O Ministério Público de São Paulo pediu nesta terça-feira (28) a internação provisória do adolescente autor do ataque que deixou uma pessoa morta em uma escola na Zona Oeste da capital na segunda-feira (27) e também solicitou que o jovem passe urgentemente por uma avaliação psiquiátrica.
“Trata-se de fato extrema e concretamente grave, praticado mediante violência real contra diversas pessoas, e de indiscutível repercussão social”, justificou a Promotoria de Justiça da Infância e Juventude.
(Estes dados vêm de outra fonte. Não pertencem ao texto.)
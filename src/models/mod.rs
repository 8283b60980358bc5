//! # Data Models
//!
//! SeaORM entities for the sync engine plus the enums and API views built on them.

use serde::{Deserialize, Serialize};
use utoipa::ToSchema;

pub mod canonical_record;
pub mod discrepancy;
pub mod event_version;
pub mod external_mapping;
pub mod inventory_current;
pub mod inventory_ledger;
pub mod marketplace_connection;
pub mod out_of_order_event;
pub mod reconciliation_job;
pub mod sync_job;
pub mod sync_log;
pub mod tenant;
pub mod webhook_event;

pub use canonical_record::Entity as CanonicalRecord;
pub use discrepancy::Entity as Discrepancy;
pub use event_version::Entity as EventVersion;
pub use external_mapping::Entity as ExternalMapping;
pub use inventory_current::Entity as InventoryCurrent;
pub use inventory_ledger::Entity as InventoryLedger;
pub use marketplace_connection::Entity as MarketplaceConnection;
pub use out_of_order_event::Entity as OutOfOrderEvent;
pub use reconciliation_job::Entity as ReconciliationJob;
pub use sync_job::Entity as SyncJob;
pub use sync_log::Entity as SyncLog;
pub use tenant::Entity as Tenant;
pub use webhook_event::Entity as WebhookEvent;

/// Basic service information response
#[derive(Debug, Clone, Serialize, Deserialize, ToSchema)]
pub struct ServiceInfo {
    /// The name of the service
    pub service: String,
    /// The version of the service
    pub version: String,
}

impl Default for ServiceInfo {
    fn default() -> Self {
        Self {
            service: "marketplace-sync".to_string(),
            version: env!("CARGO_PKG_VERSION").to_string(),
        }
    }
}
O Ministério Público ainda pontuou que “a conduta do adolescente colocou em risco toda a coletividade de alunos e funcionários que estava presente na escola no momento do ataque, somente não tendo alcançado proporções ainda maiores porque foi impedido de prosseguir com seus atos”.
As “circunstâncias evidenciam a impossibilidade, por ora, do jovem permanecer em convívio social”, completou a Promotoria.
O jovem foi apreendido em flagrante na segunda e encaminhado para o 34° Distrito Policial (DP), na Vila Sônia, onde prestou depoimento. Pouco depois das 18h, o adolescente foi levado para o Instituto Médico Legal, na Vila Leopoldina, e foi transferido em seguida para o centro provisório da Fundação Casa, no Brás.
ESTUDANTES REALIZAM VÍGILIA
Estudantes, professores e lideranças estudantis realizaram uma vigília na porta da Escola Estadual Thomazia Montoro na manhã desta terça-feira (28). A professora Elizabeth Tenreiro, de 71, morta após ser esfaqueada pelo estudante, foi homenageada.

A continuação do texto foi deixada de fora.